[Saved entries]
◇ ◇ ◇

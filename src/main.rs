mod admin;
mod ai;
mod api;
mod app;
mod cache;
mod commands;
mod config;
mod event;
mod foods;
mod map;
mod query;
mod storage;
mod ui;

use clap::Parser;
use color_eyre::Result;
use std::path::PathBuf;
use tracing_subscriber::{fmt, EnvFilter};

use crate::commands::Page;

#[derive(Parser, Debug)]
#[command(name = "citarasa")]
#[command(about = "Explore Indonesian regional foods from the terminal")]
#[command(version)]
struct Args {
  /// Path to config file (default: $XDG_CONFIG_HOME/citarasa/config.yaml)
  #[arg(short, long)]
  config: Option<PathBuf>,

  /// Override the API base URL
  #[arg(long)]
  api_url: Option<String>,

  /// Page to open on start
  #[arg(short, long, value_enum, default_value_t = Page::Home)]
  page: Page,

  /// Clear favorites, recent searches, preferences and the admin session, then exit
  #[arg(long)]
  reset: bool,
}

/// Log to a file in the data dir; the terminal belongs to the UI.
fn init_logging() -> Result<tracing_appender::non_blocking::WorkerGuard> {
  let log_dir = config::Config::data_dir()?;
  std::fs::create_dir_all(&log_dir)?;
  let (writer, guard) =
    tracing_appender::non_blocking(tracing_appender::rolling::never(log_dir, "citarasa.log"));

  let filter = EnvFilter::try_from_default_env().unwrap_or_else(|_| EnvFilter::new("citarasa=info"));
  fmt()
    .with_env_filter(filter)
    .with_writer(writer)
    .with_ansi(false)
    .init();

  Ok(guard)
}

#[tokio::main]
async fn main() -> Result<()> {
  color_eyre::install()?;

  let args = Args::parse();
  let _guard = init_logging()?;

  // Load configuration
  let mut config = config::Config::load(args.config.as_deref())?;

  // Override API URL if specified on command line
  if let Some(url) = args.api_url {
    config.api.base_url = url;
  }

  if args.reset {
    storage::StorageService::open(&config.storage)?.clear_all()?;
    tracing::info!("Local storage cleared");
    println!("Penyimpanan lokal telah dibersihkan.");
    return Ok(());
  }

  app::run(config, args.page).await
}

◇ ◇ ◇

● YOUR ASSIGNMENT
Output the records exactly.

● ANSWER BOX
filename src/main.rs
mod admin;
mod ai;
mod api;
mod app;
mod cache;
mod commands;
mod config;
mod event;
mod foods;
mod map;
mod query;
mod storage;
mod ui;

use clap::Parser;
use color_eyre::Result;
use std::path::PathBuf;
use tracing_subscriber::{fmt, EnvFilter};

use crate::commands::Page;

#[derive(Parser, Debug)]
#[command(name = "citarasa")]
#[command(about = "Explore Indonesian regional foods from the terminal")]
#[command(version)]
struct Args {
  /// Path to config file (default: $XDG_CONFIG_HOME/citarasa/config.yaml)
  #[arg(short, long)]
  config: Option<PathBuf>,

  /// Override the API base URL
  #[arg(long)]
  api_url: Option<String>,

  /// Page to open on start
  #[arg(short, long, value_enum, default_value_t = Page::Home)]
  page: Page,

  /// Clear favorites, recent searches, preferences and the admin session, then exit
  #[arg(long)]
  reset: bool,
}

/// Log to a file in the data dir; the terminal belongs to the UI.
fn init_logging() -> Result<tracing_appender::non_blocking::WorkerGuard> {
  let log_dir = config::Config::data_dir()?;
  std::fs::create_dir_all(&log_dir)?;
  let (writer, guard) =
    tracing_appender::non_blocking(tracing_appender::rolling::never(log_dir, "citarasa.log"));

  let filter = EnvFilter::try_from_default_env().unwrap_or_else(|_| EnvFilter::new("citarasa=info"));
  fmt()
    .with_env_filter(filter)
    .with_writer(writer)
    .with_ansi(false)
    .init();

  Ok(guard)
}

#[tokio::main]
async fn main() -> Result<()> {
  color_eyre::install()?;

  let args = Args::parse();
  let _guard = init_logging()?;

  // Load configuration
  let mut config = config::Config::load(args.config.as_deref())?;

  // Override API URL if specified on command line
  if let Some(url) = args.api_url {
    config.api.base_url = url;
  }

  if args.reset {
    storage::StorageService::open(&config.storage)?.clear_all()?;
    tracing::info!("Local storage cleared");
    println!("Penyimpanan lokal telah dibersihkan.");
    return Ok(());
  }

  app::run(config, args.page).await
}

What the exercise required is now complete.